Let $A,B $ be two distinct points in plane and $C \in [AB]$

Is there a way to find and draw a point $M$ in plane so that $MC$ bisects $\widehat{AMB}$ ?

Answer 1

If $C$ is a mid-point of $AB$ so any point on a perpendicular bisector of $AB$ without a point $C$ is valid.

Let $\Delta MAB$ be a triangle.

Thus, $$\frac{MA}{MB}=\frac{AC}{CB}.$$

Also, if $AD$ is a bisector of a supplementary angle to $\angle AMB$ and $D$ is placed on the line $AB$, so $$\frac{MA}{MB}=\frac{AD}{DB}.$$

Easy to find this point $D$.

Now, since $\measuredangle DMC=90^{\circ},$ we see that $M$ is placed on the circle with diameter $DC$.

Answer 2

Let's treat the case when $C$ is the midpoint. In this case, the geometric locus of $M$ is in the bisector of $AB$.

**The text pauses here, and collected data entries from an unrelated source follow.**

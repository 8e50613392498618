//! Batched transitions, one independent chain per row.

use std::collections::BTreeMap;

use rand::Rng;
use rayon::prelude::*;

use super::{Beta, Dynamics, Transition};
use crate::coupling::CouplingFunction;
use crate::error::{DynamicsError, ShapeError, ShapeKind};
use crate::potential::Potential;
use crate::{RVector, Real};

impl<P, C> Dynamics<P, C>
where
    P: Potential,
    C: CouplingFunction,
{
    /// Apply [`Dynamics::apply_transition`] to every chain of the batch in parallel.
    ///
    /// Chain `i` uses `rngs[i]` and `beta.get(i)`, so the result does not depend on the
    /// scheduling of the threads.
    ///
    /// # Errors
    /// Returns a [`ShapeError`] if there is not one generator (or one beta) per chain, or the
    /// first error of a chain.
    ///
    /// # Example
    /// ```
    /// # use std::error::Error;
    /// #
    /// # fn main() -> Result<(), Box<dyn Error>> {
    /// use lattice_l2hmc::coupling::{CouplingNetworks, IdentityCoupling};
    /// use lattice_l2hmc::dynamics::{Beta, Dynamics, DynamicsConfig};
    /// use lattice_l2hmc::group::GroupKind;
    /// use lattice_l2hmc::potential::CosineAction;
    /// use lattice_l2hmc::rng::chain_rngs;
    ///
    /// let config = DynamicsConfig::new(GroupKind::U1, 4, 3, 0.2_f64)?.with_zero_masks(true);
    /// let networks = CouplingNetworks::build(&config, |_| IdentityCoupling::new());
    /// let mut rngs = chain_rngs(7, 3);
    /// let dynamics = Dynamics::new(config, CosineAction::new(), networks, &mut rngs[0])?;
    ///
    /// let x = vec![nalgebra::DVector::from_element(4, 0.5_f64); 3];
    /// let beta = Beta::PerSample(vec![1_f64, 2_f64, 3_f64]);
    /// let transition = dynamics.apply_transition_batch(&x, &beta, &mut rngs)?;
    /// assert_eq!(transition.len(), 3);
    /// assert_eq!(transition.metric("acc").map(|acc| acc.len()), Some(3));
    /// assert!(transition.metric("acc_hmc").is_none());
    ///
    /// let wrong_beta = Beta::PerSample(vec![1_f64]);
    /// assert!(dynamics.apply_transition_batch(&x, &wrong_beta, &mut rngs).is_err());
    /// #     Ok(())
    /// # }
    /// ```
    pub fn apply_transition_batch<R>(
        &self,
        x: &[RVector],
        beta: &Beta,
        rngs: &mut [R],
    ) -> Result<BatchTransition, DynamicsError>
    where
        R: Rng + Send,
    {
        ShapeError::check(ShapeKind::Rng, x.len(), rngs.len())?;
        beta.check(x.len())?;
        let transitions = x
            .par_iter()
            .zip(rngs.par_iter_mut())
            .enumerate()
            .map(|(index, (x, rng))| {
                let beta = beta
                    .get(index)
                    .ok_or_else(|| ShapeError::new(ShapeKind::Beta, index + 1, index))?;
                self.apply_transition(x, beta, rng)
            })
            .collect::<Result<Vec<_>, DynamicsError>>()?;
        let batch = BatchTransition::new(transitions);
        log::debug!(
            "batch of {} chains, acceptance rate {}",
            batch.len(),
            batch.acceptance_rate()
        );
        Ok(batch)
    }
}

/// Transitions of a batch of chains.
#[derive(Clone, Debug, PartialEq, Default)]
pub struct BatchTransition {
    transitions: Vec<Transition>,
}

impl BatchTransition {
    /// Bundle the transitions, one per chain.
    #[must_use]
    pub const fn new(transitions: Vec<Transition>) -> Self {
        Self { transitions }
    }

    getter!(
        /// The transition of every chain.
        pub,
        transitions,
        [Transition]
    );

    /// Number of chains.
    #[must_use]
    pub fn len(&self) -> usize {
        self.transitions.len()
    }

    /// Whether the batch is empty.
    #[must_use]
    pub fn is_empty(&self) -> bool {
        self.transitions.is_empty()
    }

    /// Iterate over the transitions.
    pub fn iter(&self) -> impl Iterator<Item = &Transition> + '_ {
        self.transitions.iter()
    }

    /// Fraction of accepted proposals, `0` for an empty batch.
    #[must_use]
    pub fn acceptance_rate(&self) -> Real {
        if self.is_empty() {
            return 0_f64;
        }
        #[allow(clippy::cast_precision_loss)]
        let len = self.len() as Real;
        let accepted = self.iter().filter(|t| t.metrics().acc_mask()).count();
        #[allow(clippy::cast_precision_loss)]
        let accepted = accepted as Real;
        accepted / len
    }

    /// The kept positions, in the order of the chains.
    #[must_use]
    pub fn positions(&self) -> Vec<RVector> {
        self.iter().map(|t| t.x().clone()).collect()
    }

    /// Consume self and return the kept positions, in the order of the chains.
    #[must_use]
    pub fn into_positions(self) -> Vec<RVector> {
        self.transitions.into_iter().map(Transition::into_x).collect()
    }

    /// Values of the metric `name` for every chain, see
    /// [`crate::metrics::TransitionMetrics::iter`] for the names.
    ///
    /// Returns [`None`] if a chain does not have this metric.
    #[must_use]
    pub fn metric(&self, name: &str) -> Option<Vec<Real>> {
        self.iter()
            .map(|t| {
                t.metrics()
                    .iter()
                    .find_map(|(key, value)| (key == name).then(|| value))
            })
            .collect()
    }

    /// Every metric of the batch, keyed by name.
    #[must_use]
    pub fn metrics(&self) -> BTreeMap<&'static str, Vec<Real>> {
        let mut map: BTreeMap<&'static str, Vec<Real>> = BTreeMap::new();
        for transition in self.iter() {
            for (key, value) in transition.metrics().iter() {
                map.entry(key).or_default().push(value);
            }
        }
        map
    }
}

impl IntoIterator for BatchTransition {
    type Item = Transition;
    type IntoIter = std::vec::IntoIter<Transition>;

    fn into_iter(self) -> Self::IntoIter {
        self.transitions.into_iter()
    }
}
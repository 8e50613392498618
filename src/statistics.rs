//! Statistical tools over the metrics of a batch of chains.

use std::collections::BTreeMap;
use std::ops::{Div, Mul, Sub};

use num_traits::Zero;
use rayon::prelude::*;

use crate::dynamics::BatchTransition;
use crate::Real;

/// Compute the mean from a [`rayon::iter::IndexedParallelIterator`] by value.
///
/// # Example
/// ```
/// use lattice_l2hmc::statistics::mean_par_iter_val;
/// use rayon::prelude::*;
///
/// let acc = vec![1_f64, 0.5_f64, 0_f64, 0.5_f64];
/// assert_eq!(mean_par_iter_val(acc.par_iter().copied()), 0.5_f64);
/// ```
pub fn mean_par_iter_val<It, T>(data: It) -> T
where
    T: Div<f64, Output = T> + std::iter::Sum<T> + std::iter::Sum<It::Item> + Send,
    It: IndexedParallelIterator<Item = T>,
{
    let len = data.len();
    let mean: T = data.sum();
    #[allow(clippy::cast_precision_loss)]
    let len = len as f64;
    mean / len
}

/// Compute the mean and the unbiased variance from a
/// [`rayon::iter::IndexedParallelIterator`] by value, consuming it once.
///
/// The variance of fewer than two values is zero.
///
/// # Example
/// ```
/// use lattice_l2hmc::statistics::mean_and_variance_par_iter_val;
/// use rayon::prelude::*;
///
/// let sumlogdet = vec![1_f64, 2_f64, 3_f64, 4_f64];
/// let [mean, variance] = mean_and_variance_par_iter_val(sumlogdet.par_iter().copied());
/// assert_eq!(mean, 2.5_f64);
/// assert!((variance - 5_f64 / 3_f64).abs() < 1E-12_f64);
/// ```
pub fn mean_and_variance_par_iter_val<It, T>(data: It) -> [T; 2]
where
    T: Clone + Div<f64, Output = T> + Send + Sub<T, Output = T> + Mul<T, Output = T> + Zero,
    It: IndexedParallelIterator<Item = T>,
{
    let len = data.len();
    let (sum, sum_squared) = data
        .map(|el| (el.clone(), el.clone() * el))
        .reduce(|| (T::zero(), T::zero()), |a, b| (a.0 + b.0, a.1 + b.1));
    #[allow(clippy::cast_precision_loss)]
    let len_f = len as f64;
    if len < 2 {
        return [sum / len_f.max(1_f64), T::zero()];
    }
    #[allow(clippy::cast_precision_loss)]
    let variance = (sum_squared - sum.clone() * sum.clone() / len_f) / (len - 1) as f64;
    [sum / len_f, variance]
}

/// Mean and statistical error `sqrt(variance / len)` of a set of values.
///
/// # Example
/// ```
/// use lattice_l2hmc::statistics::mean_with_error;
///
/// let [mean, error] = mean_with_error(&[1_f64, 1_f64, 1_f64]);
/// assert_eq!(mean, 1_f64);
/// assert_eq!(error, 0_f64);
/// ```
#[must_use]
pub fn mean_with_error(data: &[Real]) -> [Real; 2] {
    let [mean, variance] = mean_and_variance_par_iter_val(data.par_iter().copied());
    #[allow(clippy::cast_precision_loss)]
    let len = data.len().max(1) as Real;
    [mean, (variance / len).sqrt()]
}

/// Mean and statistical error of one metric over a batch.
#[derive(Clone, Copy, Debug, PartialEq)]
pub struct MetricSummary {
    mean: Real,
    error: Real,
}

impl MetricSummary {
    /// Summarize a set of values, see [`mean_with_error`].
    #[must_use]
    pub fn new(data: &[Real]) -> Self {
        let [mean, error] = mean_with_error(data);
        Self { mean, error }
    }

    getter_copy!(
        /// The mean over the chains.
        pub const,
        mean,
        Real
    );

    getter_copy!(
        /// The statistical error on the mean.
        pub const,
        error,
        Real
    );
}

/// [`MetricSummary`] of every metric of the batch, keyed by name.
#[must_use]
pub fn summarize(batch: &BatchTransition) -> BTreeMap<&'static str, MetricSummary> {
    batch
        .metrics()
        .into_iter()
        .map(|(name, values)| (name, MetricSummary::new(&values)))
        .collect()
}
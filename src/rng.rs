//! Independent random number generators for the chains of a batch.
//!
//! Each chain owns its generator, see [`crate::dynamics::Dynamics::apply_transition_batch`].
//! The streams are obtained with [`Xoshiro256PlusPlus::jump`], each jump advancing the state by
//! `2^128` draws, so the streams never overlap in practice.

use rand::SeedableRng;
use rand_xoshiro::Xoshiro256PlusPlus;

/// Create `n` generators: the first is seeded with `seed`, each following one is the previous
/// one jumped.
///
/// # Example
/// ```
/// use lattice_l2hmc::rng::chain_rngs;
/// use rand::Rng;
///
/// let mut rngs = chain_rngs(42, 3);
/// assert_eq!(rngs.len(), 3);
/// let draws: Vec<u64> = rngs.iter_mut().map(|rng| rng.gen()).collect();
/// assert_ne!(draws[0], draws[1]);
/// // reproducible
/// let mut again = chain_rngs(42, 3);
/// assert_eq!(again[2].gen::<u64>(), draws[2]);
/// ```
#[must_use]
pub fn chain_rngs(seed: u64, n: usize) -> Vec<Xoshiro256PlusPlus> {
    let mut rng = Xoshiro256PlusPlus::seed_from_u64(seed);
    (0..n).map(|_| fork_rng(&mut rng)).collect()
}

/// Return a copy of `rng` and jump `rng` ahead, the two streams are independent.
#[must_use]
pub fn fork_rng(rng: &mut Xoshiro256PlusPlus) -> Xoshiro256PlusPlus {
    let fork = rng.clone();
    rng.jump();
    fork
}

Assume $C$ is not the midpoint of $AB$:

Let $D$ be the (unique) point in the line $\overline{AB}$ such that the cross ratio $(A,C,B,D)$ equals $1$, i.e. such that $\frac{(AB)(CD)}{(CB)(AD)}=1$. Then, if $M$ is a point with $\angle AMC=\angle CMB$, then $\angle CMD=90$. This means that the geometric locus of the points $M$ such that $\angle AMC=\angle CMB$, is in the circle with diameter $CD$.

So, to construct this locus (the circle with diameter $CD$), we should construct $D$ first. We can even construct this using only a ruler. Given three colinear points $A,C,B$, pick any random point $P$ outside the line $\overline{AB}$. Choose any point $Q$ in $[PC]$, let $R=\overline{BQ}\cap \overline{PA}$ and $S=\overline{AQ}\cap \overline{PB}$. Then $D=\overline{RS}\cap \overline{AB}$ is the point such that $(A,C,B,D)=1$.